What is being asked » Please reproduce the data below exactly, from the first line through the line containing "pub const SIZE_COL_WIDTH: usize = 6;", and leave every later line out.

:::

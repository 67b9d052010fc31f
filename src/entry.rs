#![forbid(unsafe_code)]

use crate::console::{Console, fit, fit_right};
use crate::error::{EntryError, EntryResult};
use crate::host::Host;
use crate::model::{
    DeviceId, FileType, ListItem, MAX_NAME_LEN, MAX_PATH_LEN, RowPosition, file_name,
    hint_from_extension, refine_by_extension,
};
use crate::strings::StringTable;
use crate::theme::ThemeColors;
use crate::viewer::{PagedViewer, ViewEnd, ViewMode};

pub const NAME_COL_WIDTH: usize = 20;
pub const TYPE_COL_WIDTH: usize = 5;
pub const SIZE_COL_WIDTH: usize = 6;
pub const ROW_WIDTH: usize = NAME_COL_WIDTH + 1 + TYPE_COL_WIDTH + 1 + SIZE_COL_WIDTH;

#[derive(Debug, Clone)]
pub struct NewEntry<'a> {
    pub name: Option<&'a str>,
    pub path: &'a str,
    pub is_directory: bool,
    pub size: u64,
    pub type_hint: FileType,
    pub device: DeviceId,
    pub unit: u8,
    pub row: usize,
}

#[derive(Debug, Clone, PartialEq, Eq)]
pub struct Entry {
    name: String,
    path: String,
    is_directory: bool,
    size: u64,
    file_type: FileType,
    device: DeviceId,
    unit: u8,
    selected: bool,
    position: RowPosition,
}

fn check_name(name: &str) -> EntryResult<()> {
    if name.chars().count() > MAX_NAME_LEN {
        return Err(EntryError::NameTooLong { max: MAX_NAME_LEN });
    }
    Ok(())
}

fn check_path(path: &str) -> EntryResult<()> {
    if path.chars().count() > MAX_PATH_LEN {
        return Err(EntryError::PathTooLong { max: MAX_PATH_LEN });
    }
    Ok(())
}

impl Entry {
    pub fn create(new: NewEntry<'_>) -> EntryResult<Entry> {
        let name = match new.name {
            Some(name) => name,
            None => file_name(new.path),
        };
        if name.is_empty() {
            return Err(EntryError::EmptyName(new.path.to_string()));
        }
        check_name(name)?;
        check_path(new.path)?;
        let file_type = if new.is_directory {
            FileType::Directory
        } else {
            refine_by_extension(name, new.type_hint)
        };
        Ok(Entry {
            name: name.to_string(),
            path: new.path.to_string(),
            is_directory: new.is_directory,
            size: new.size,
            file_type,
            device: new.device,
            unit: new.unit,
            selected: false,
            position: RowPosition::at_row(new.row),
        })
    }

    pub fn duplicate(&self) -> EntryResult<Entry> {
        check_name(&self.name)?;
        check_path(&self.path)?;
        Ok(Entry { selected: false, ..self.clone() })
    }

    pub fn name(&self) -> &str {
        &self.name
    }

    pub fn path(&self) -> &str {
        &self.path
    }

    pub fn is_directory(&self) -> bool {
        self.is_directory
    }

    pub fn is_parent_link(&self) -> bool {
        self.is_directory && self.name == ".."
    }

    pub fn size(&self) -> u64 {
        self.size
    }

    pub fn file_type(&self) -> FileType {
        self.file_type
    }

    pub fn device(&self) -> DeviceId {
        self.device
    }

    pub fn unit(&self) -> u8 {
        self.unit
    }

    pub fn update_name(&mut self, name: &str) -> EntryResult<()> {
        if self.name.eq_ignore_ascii_case(name) {
            return Ok(());
        }
        check_name(name)?;
        self.name = name.to_string();
        Ok(())
    }

    pub fn update_path(&mut self, path: &str) -> EntryResult<()> {
        if self.path == path {
            return Ok(());
        }
        check_path(path)?;
        self.path = path.to_string();
        Ok(())
    }

    pub fn delete(&self, host: &mut dyn Host) -> EntryResult<()> {
        host.remove(&self.path).map_err(|err| {
            log::warn!("remove {} failed: {err} (code {:?})", self.path, err.code());
            EntryError::from(err)
        })
    }

    /// Renames on the host, then swaps in both new fields. Both are
    /// validated up front, so on any error the entry is unchanged.
    pub fn rename(&mut self, host: &mut dyn Host, new_name: &str, new_path: &str) -> EntryResult<()> {
        if new_name.is_empty() {
            return Err(EntryError::EmptyName(new_path.to_string()));
        }
        check_name(new_name)?;
        check_path(new_path)?;
        host.rename(&self.path, new_path).map_err(|err| {
            log::warn!("rename {} -> {new_path} failed: {err}", self.path);
            EntryError::from(err)
        })?;
        self.update_name(new_name)?;
        self.update_path(new_path)?;
        if !self.is_directory {
            self.file_type = refine_by_extension(new_name, hint_from_extension(new_name));
        }
        Ok(())
    }

    pub fn get_text_contents(
        &self,
        host: &mut dyn Host,
        console: &mut dyn Console,
        theme: &ThemeColors,
        strings: &StringTable,
    ) -> EntryResult<ViewEnd> {
        self.view(host, console, theme, strings, ViewMode::Text)
    }

    pub fn get_hex_contents(
        &self,
        host: &mut dyn Host,
        console: &mut dyn Console,
        theme: &ThemeColors,
        strings: &StringTable,
    ) -> EntryResult<ViewEnd> {
        self.view(host, console, theme, strings, ViewMode::Hex)
    }

    fn view(
        &self,
        host: &mut dyn Host,
        console: &mut dyn Console,
        theme: &ThemeColors,
        strings: &StringTable,
        mode: ViewMode,
    ) -> EntryResult<ViewEnd> {
        if self.is_directory {
            return Err(EntryError::IsDirectory(self.name.clone()));
        }
        let mut reader = host.open_read(&self.path)?;
        let mut viewer = PagedViewer::new(mode, 0);
        Ok(viewer.run(&mut reader, console, theme, strings, &self.path)?)
    }

    pub fn row_text(&self) -> String {
        let size = if self.is_directory { String::new() } else { format_size(self.size) };
        format!(
            "{} {} {}",
            fit(&self.name, NAME_COL_WIDTH),
            fit(self.file_type.label(), TYPE_COL_WIDTH),
            fit_right(&size, SIZE_COL_WIDTH)
        )
    }
}

pub fn format_size(size: u64) -> String {
    if size <= 999_999 {
        size.to_string()
    } else if size / 1024 <= 99_999 {
        format!("{}K", size / 1024)
    } else {
        format!("{}M", size / (1024 * 1024))
    }
}

pub fn compare_size(a: &Entry, b: &Entry) -> bool {
    a.size < b.size
}

pub fn compare_type(a: &Entry, b: &Entry) -> bool {
    a.file_type > b.file_type
}

pub fn compare_name(a: &Entry, b: &Entry) -> bool {
    a.name.to_ascii_lowercase() > b.name.to_ascii_lowercase()
}

impl ListItem for Entry {
    fn position(&self) -> &RowPosition {
        &self.position
    }

    fn position_mut(&mut self) -> &mut RowPosition {
        &mut self.position
    }

    fn is_selected(&self) -> bool {
        self.selected
    }

    fn set_selected(&mut self, selected: bool) {
        self.selected = selected;
    }

    fn display_name(&self) -> &str {
        &self.name
    }

    fn render(
        &self,
        console: &mut dyn Console,
        theme: &ThemeColors,
        as_selected: bool,
        y_offset: u16,
        as_active: bool,
    ) {
        let Some(row) = self.position.display_row else { return };
        let x = self.position.col;
        let y = y_offset + row;
        console.draw_text(x, y, &self.row_text(), theme.file_fg(as_active), theme.panel_bg);
        if as_selected {
            console.invert_rect(x, y, x + ROW_WIDTH as u16 - 1, y);
        }
    }
}

#[cfg(test)]
mod tests {
    use super::*;
    use crate::mock::{MockConsole, MockHost};

    fn file(name: &str, size: u64) -> Entry {
        Entry::create(NewEntry {
            name: None,
            path: &format!("0:/{name}"),
            is_directory: false,
            size,
            type_hint: hint_from_extension(name),
            device: DeviceId::SD_CARD,
            unit: 0,
            row: 0,
        })
        .expect("valid entry")
    }

    #[test]
    fn create_derives_name_and_type_from_path() {
        let entry = file("Beta.PGZ", 50);
        assert_eq!(entry.name(), "Beta.PGZ");
        assert_eq!(entry.file_type(), FileType::Executable);
        let font = file("petscii.fnt", 2048);
        assert_eq!(font.file_type(), FileType::Font);
        let song = file("tune.vgm", 10);
        assert_eq!(song.file_type(), FileType::Music);
    }

    #[test]
    fn create_rejects_overlong_text_and_empty_names() {
        let long = "x".repeat(MAX_NAME_LEN + 1);
        let result = Entry::create(NewEntry {
            name: Some(&long),
            path: "0:/x",
            is_directory: false,
            size: 0,
            type_hint: FileType::Other,
            device: DeviceId::SD_CARD,
            unit: 0,
            row: 0,
        });
        assert!(matches!(result, Err(EntryError::NameTooLong { .. })));
        let result = Entry::create(NewEntry {
            name: None,
            path: "0:",
            is_directory: true,
            size: 0,
            type_hint: FileType::Other,
            device: DeviceId::SD_CARD,
            unit: 0,
            row: 0,
        });
        assert!(matches!(result, Err(EntryError::EmptyName(_))));
    }

    #[test]
    fn duplicate_copies_fields_but_not_selection() {
        let mut entry = file("a.txt", 5);
        entry.set_selected(true);
        entry.position_mut().display_row = Some(3);
        let twin = entry.duplicate().expect("duplicate");
        assert!(!twin.is_selected());
        assert_eq!(twin.path(), entry.path());
        assert_eq!(twin.position().display_row, Some(3));
    }

    #[test]
    fn update_name_ignores_case_only_changes() {
        let mut entry = file("Readme.txt", 5);
        entry.update_name("README.TXT").expect("no-op");
        assert_eq!(entry.name(), "Readme.txt");
        entry.update_name("other.txt").expect("update");
        assert_eq!(entry.name(), "other.txt");
    }

    #[test]
    fn update_path_skips_identical_and_rejects_overlong() {
        let mut entry = file("a.txt", 5);
        entry.update_path("0:/a.txt").expect("no-op");
        assert_eq!(entry.path(), "0:/a.txt");
        let long = format!("0:/{}", "p".repeat(MAX_PATH_LEN));
        assert!(matches!(entry.update_path(&long), Err(EntryError::PathTooLong { .. })));
        assert_eq!(entry.path(), "0:/a.txt");
        entry.update_path("0:/games/a.txt").expect("update");
        assert_eq!(entry.path(), "0:/games/a.txt");
    }

    #[test]
    fn rename_round_trip_restores_fields() {
        let mut host = MockHost::new();
        host.add_file("0:/A", b"data");
        let mut entry = file("A", 4);
        entry.rename(&mut host, "B", "0:/B").expect("rename to B");
        assert_eq!((entry.name(), entry.path()), ("B", "0:/B"));
        entry.rename(&mut host, "A", "0:/A").expect("rename back");
        assert_eq!((entry.name(), entry.path()), ("A", "0:/A"));
        assert!(host.exists_file("0:/A"));
    }

    #[test]
    fn failed_rename_leaves_entry_untouched() {
        let mut host = MockHost::new();
        let mut entry = file("ghost.txt", 4);
        assert!(entry.rename(&mut host, "new.txt", "0:/new.txt").is_err());
        assert_eq!((entry.name(), entry.path()), ("ghost.txt", "0:/ghost.txt"));
        let long = "p".repeat(MAX_PATH_LEN + 1);
        host.add_file("0:/ghost.txt", b"");
        assert!(entry.rename(&mut host, "ok", &long).is_err());
        assert!(host.exists_file("0:/ghost.txt"));
    }

    #[test]
    fn marking_is_idempotent() {
        let mut console = MockConsole::new();
        let theme = ThemeColors::classic();
        let mut entry = file("a.txt", 5);
        entry.position_mut().display_row = Some(0);
        assert!(entry.mark_selected(&mut console, &theme, 5, true));
        assert!(!entry.mark_selected(&mut console, &theme, 5, true));
        assert_eq!(console.text_draws_at(5).len(), 1);
        assert!(entry.mark_unselected(&mut console, &theme, 5, true));
        assert!(!entry.mark_unselected(&mut console, &theme, 5, true));
        assert_eq!(console.text_draws_at(5).len(), 2);
    }

    #[test]
    fn hidden_entries_do_not_render() {
        let mut console = MockConsole::new();
        let entry = file("a.txt", 5);
        entry.render(&mut console, &ThemeColors::classic(), false, 5, true);
        assert!(console.draws().is_empty());
    }

    #[test]
    fn row_layout_is_name_type_size() {
        let entry = file("alpha.txt", 100);
        let row = entry.row_text();
        assert_eq!(row.chars().count(), ROW_WIDTH);
        assert!(row.starts_with("alpha.txt "));
        assert!(row.ends_with("   100"));
        assert_eq!(format_size(1_500_000), "1464K");
    }

    #[test]
    fn comparators_are_strict() {
        let small = file("b", 1);
        let big = file("A", 9);
        assert!(compare_size(&small, &big));
        assert!(!compare_size(&big, &small));
        assert!(!compare_size(&big, &big));
        assert!(compare_name(&small, &big));
        assert!(!compare_name(&big, &big));
        assert!(!compare_type(&small, &big));
    }
}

:::

Response area »
repository 67b9d052010fc31f
filename src/entry.rs
#![forbid(unsafe_code)]

use crate::console::{Console, fit, fit_right};
use crate::error::{EntryError, EntryResult};
use crate::host::Host;
use crate::model::{
    DeviceId, FileType, ListItem, MAX_NAME_LEN, MAX_PATH_LEN, RowPosition, file_name,
    hint_from_extension, refine_by_extension,
};
use crate::strings::StringTable;
use crate::theme::ThemeColors;
use crate::viewer::{PagedViewer, ViewEnd, ViewMode};

pub const NAME_COL_WIDTH: usize = 20;
pub const TYPE_COL_WIDTH: usize = 5;
pub const SIZE_COL_WIDTH: usize = 6;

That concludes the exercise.